§ Your objective: Your output should consist of the data, copied exactly.

*** Begin section ***

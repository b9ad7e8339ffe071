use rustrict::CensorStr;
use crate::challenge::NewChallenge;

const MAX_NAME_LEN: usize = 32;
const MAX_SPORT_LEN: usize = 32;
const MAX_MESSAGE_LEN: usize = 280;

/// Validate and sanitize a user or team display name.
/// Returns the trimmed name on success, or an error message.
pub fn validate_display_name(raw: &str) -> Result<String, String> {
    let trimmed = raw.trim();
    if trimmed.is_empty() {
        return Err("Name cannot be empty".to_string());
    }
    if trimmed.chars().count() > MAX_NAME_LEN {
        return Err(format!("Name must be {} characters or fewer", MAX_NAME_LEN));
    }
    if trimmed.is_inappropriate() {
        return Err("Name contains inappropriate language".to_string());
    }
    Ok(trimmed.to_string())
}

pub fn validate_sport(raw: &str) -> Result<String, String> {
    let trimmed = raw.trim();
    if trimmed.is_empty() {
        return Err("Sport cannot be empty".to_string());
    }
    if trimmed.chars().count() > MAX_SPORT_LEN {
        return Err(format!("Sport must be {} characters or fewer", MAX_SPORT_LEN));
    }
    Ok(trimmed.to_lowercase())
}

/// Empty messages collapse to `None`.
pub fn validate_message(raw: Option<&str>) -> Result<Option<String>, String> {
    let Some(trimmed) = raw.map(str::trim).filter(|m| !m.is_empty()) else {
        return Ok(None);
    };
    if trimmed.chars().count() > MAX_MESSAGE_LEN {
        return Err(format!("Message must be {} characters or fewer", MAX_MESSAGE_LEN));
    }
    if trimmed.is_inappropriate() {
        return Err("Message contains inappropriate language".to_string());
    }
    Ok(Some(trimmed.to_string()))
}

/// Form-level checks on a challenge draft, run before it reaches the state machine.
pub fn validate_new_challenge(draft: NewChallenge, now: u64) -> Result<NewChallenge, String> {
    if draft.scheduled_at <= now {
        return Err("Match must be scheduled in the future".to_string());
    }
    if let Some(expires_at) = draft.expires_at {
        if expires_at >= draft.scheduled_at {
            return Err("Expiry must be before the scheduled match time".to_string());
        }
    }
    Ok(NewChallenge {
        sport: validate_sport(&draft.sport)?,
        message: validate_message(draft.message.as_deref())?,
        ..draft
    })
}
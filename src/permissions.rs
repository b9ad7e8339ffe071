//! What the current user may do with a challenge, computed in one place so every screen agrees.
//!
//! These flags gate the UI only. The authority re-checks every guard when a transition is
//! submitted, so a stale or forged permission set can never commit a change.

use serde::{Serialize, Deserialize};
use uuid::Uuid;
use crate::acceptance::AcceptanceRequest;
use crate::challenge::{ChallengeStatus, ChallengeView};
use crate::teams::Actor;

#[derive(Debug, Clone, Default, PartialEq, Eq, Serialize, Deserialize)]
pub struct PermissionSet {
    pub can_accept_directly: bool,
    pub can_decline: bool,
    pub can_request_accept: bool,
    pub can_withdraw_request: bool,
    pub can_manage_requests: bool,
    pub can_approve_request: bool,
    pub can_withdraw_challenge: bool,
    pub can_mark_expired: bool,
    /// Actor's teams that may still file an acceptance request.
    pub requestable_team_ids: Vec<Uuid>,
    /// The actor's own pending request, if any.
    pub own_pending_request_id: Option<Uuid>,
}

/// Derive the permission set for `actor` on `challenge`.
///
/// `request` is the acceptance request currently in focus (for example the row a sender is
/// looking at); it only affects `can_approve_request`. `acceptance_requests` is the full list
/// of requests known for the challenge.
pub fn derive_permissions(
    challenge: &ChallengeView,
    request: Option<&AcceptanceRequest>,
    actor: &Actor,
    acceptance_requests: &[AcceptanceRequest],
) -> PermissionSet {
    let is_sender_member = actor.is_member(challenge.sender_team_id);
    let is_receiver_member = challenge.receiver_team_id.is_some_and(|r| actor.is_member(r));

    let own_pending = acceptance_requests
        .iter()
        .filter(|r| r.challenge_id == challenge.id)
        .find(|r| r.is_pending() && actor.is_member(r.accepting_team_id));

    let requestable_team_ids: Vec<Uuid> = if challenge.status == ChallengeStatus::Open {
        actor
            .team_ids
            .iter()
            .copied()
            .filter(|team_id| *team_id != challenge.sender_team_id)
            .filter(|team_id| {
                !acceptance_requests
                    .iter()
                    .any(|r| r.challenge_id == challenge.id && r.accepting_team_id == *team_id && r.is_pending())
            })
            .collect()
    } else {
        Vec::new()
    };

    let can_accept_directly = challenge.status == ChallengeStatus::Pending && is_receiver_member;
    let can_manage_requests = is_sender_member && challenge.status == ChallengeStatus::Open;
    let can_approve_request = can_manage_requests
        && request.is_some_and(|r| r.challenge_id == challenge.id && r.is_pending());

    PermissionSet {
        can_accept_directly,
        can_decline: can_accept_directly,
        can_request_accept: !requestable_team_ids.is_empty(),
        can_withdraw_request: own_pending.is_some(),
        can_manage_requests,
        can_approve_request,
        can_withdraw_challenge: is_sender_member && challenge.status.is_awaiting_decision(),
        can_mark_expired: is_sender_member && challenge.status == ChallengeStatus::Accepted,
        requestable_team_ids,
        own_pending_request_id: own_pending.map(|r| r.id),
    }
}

*** End section ***

§ The answer:
repository b9ad7e8339ffe071
use rustrict::CensorStr;
use crate::challenge::NewChallenge;

const MAX_NAME_LEN: usize = 32;
const MAX_SPORT_LEN: usize = 32;
const MAX_MESSAGE_LEN: usize = 280;

/// Validate and sanitize a user or team display name.
/// Returns the trimmed name on success, or an error message.
pub fn validate_display_name(raw: &str) -> Result<String, String> {
    let trimmed = raw.trim();
    if trimmed.is_empty() {
        return Err("Name cannot be empty".to_string());
    }
    if trimmed.chars().count() > MAX_NAME_LEN {
        return Err(format!("Name must be {} characters or fewer", MAX_NAME_LEN));
    }
    if trimmed.is_inappropriate() {
        return Err("Name contains inappropriate language".to_string());
    }
    Ok(trimmed.to_string())
}

pub fn validate_sport(raw: &str) -> Result<String, String> {
    let trimmed = raw.trim();
    if trimmed.is_empty() {
        return Err("Sport cannot be empty".to_string());
    }
    if trimmed.chars().count() > MAX_SPORT_LEN {
        return Err(format!("Sport must be {} characters or fewer", MAX_SPORT_LEN));
    }
    Ok(trimmed.to_lowercase())
}

/// Empty messages collapse to `None`.
pub fn validate_message(raw: Option<&str>) -> Result<Option<String>, String> {
    let Some(trimmed) = raw.map(str::trim).filter(|m| !m.is_empty()) else {
        return Ok(None);
    };
    if trimmed.chars().count() > MAX_MESSAGE_LEN {
        return Err(format!("Message must be {} characters or fewer", MAX_MESSAGE_LEN));
    }
    if trimmed.is_inappropriate() {
        return Err("Message contains inappropriate language".to_string());
    }
    Ok(Some(trimmed.to_string()))
}

/// Form-level checks on a challenge draft, run before it reaches the state machine.
pub fn validate_new_challenge(draft: NewChallenge, now: u64) -> Result<NewChallenge, String> {
    if draft.scheduled_at <= now {
        return Err("Match must be scheduled in the future".to_string());
    }
    if let Some(expires_at) = draft.expires_at {
        if expires_at >= draft.scheduled_at {
            return Err("Expiry must be before the scheduled match time".to_string());
        }
    }
    Ok(NewChallenge {
        sport: validate_sport(&draft.sport)?,
        message: validate_message(draft.message.as_deref())?,
        ..draft
    })
}
filename src/permissions.rs
repository b9ad7e8339ffe071
//! What the current user may do with a challenge, computed in one place so every screen agrees.
//!
//! These flags gate the UI only. The authority re-checks every guard when a transition is
//! submitted, so a stale or forged permission set can never commit a change.

use serde::{Serialize, Deserialize};
use uuid::Uuid;
use crate::acceptance::AcceptanceRequest;
use crate::challenge::{ChallengeStatus, ChallengeView};
use crate::teams::Actor;

#[derive(Debug, Clone, Default, PartialEq, Eq, Serialize, Deserialize)]
pub struct PermissionSet {
    pub can_accept_directly: bool,
    pub can_decline: bool,
    pub can_request_accept: bool,
    pub can_withdraw_request: bool,
    pub can_manage_requests: bool,
    pub can_approve_request: bool,
    pub can_withdraw_challenge: bool,
    pub can_mark_expired: bool,
    /// Actor's teams that may still file an acceptance request.
    pub requestable_team_ids: Vec<Uuid>,
    /// The actor's own pending request, if any.
    pub own_pending_request_id: Option<Uuid>,
}

/// Derive the permission set for `actor` on `challenge`.
///
/// `request` is the acceptance request currently in focus (for example the row a sender is
/// looking at); it only affects `can_approve_request`. `acceptance_requests` is the full list
/// of requests known for the challenge.
pub fn derive_permissions(
    challenge: &ChallengeView,
    request: Option<&AcceptanceRequest>,
    actor: &Actor,
    acceptance_requests: &[AcceptanceRequest],
) -> PermissionSet {
    let is_sender_member = actor.is_member(challenge.sender_team_id);
    let is_receiver_member = challenge.receiver_team_id.is_some_and(|r| actor.is_member(r));

    let own_pending = acceptance_requests
        .iter()
        .filter(|r| r.challenge_id == challenge.id)
        .find(|r| r.is_pending() && actor.is_member(r.accepting_team_id));

    let requestable_team_ids: Vec<Uuid> = if challenge.status == ChallengeStatus::Open {
        actor
            .team_ids
            .iter()
            .copied()
            .filter(|team_id| *team_id != challenge.sender_team_id)
            .filter(|team_id| {
                !acceptance_requests
                    .iter()
                    .any(|r| r.challenge_id == challenge.id && r.accepting_team_id == *team_id && r.is_pending())
            })
            .collect()
    } else {
        Vec::new()
    };

    let can_accept_directly = challenge.status == ChallengeStatus::Pending && is_receiver_member;
    let can_manage_requests = is_sender_member && challenge.status == ChallengeStatus::Open;
    let can_approve_request = can_manage_requests
        && request.is_some_and(|r| r.challenge_id == challenge.id && r.is_pending());

    PermissionSet {
        can_accept_directly,
        can_decline: can_accept_directly,
        can_request_accept: !requestable_team_ids.is_empty(),
        can_withdraw_request: own_pending.is_some(),
        can_manage_requests,
        can_approve_request,
        can_withdraw_challenge: is_sender_member && challenge.status.is_awaiting_decision(),
        can_mark_expired: is_sender_member && challenge.status == ChallengeStatus::Accepted,
        requestable_team_ids,
        own_pending_request_id: own_pending.map(|r| r.id),
    }
}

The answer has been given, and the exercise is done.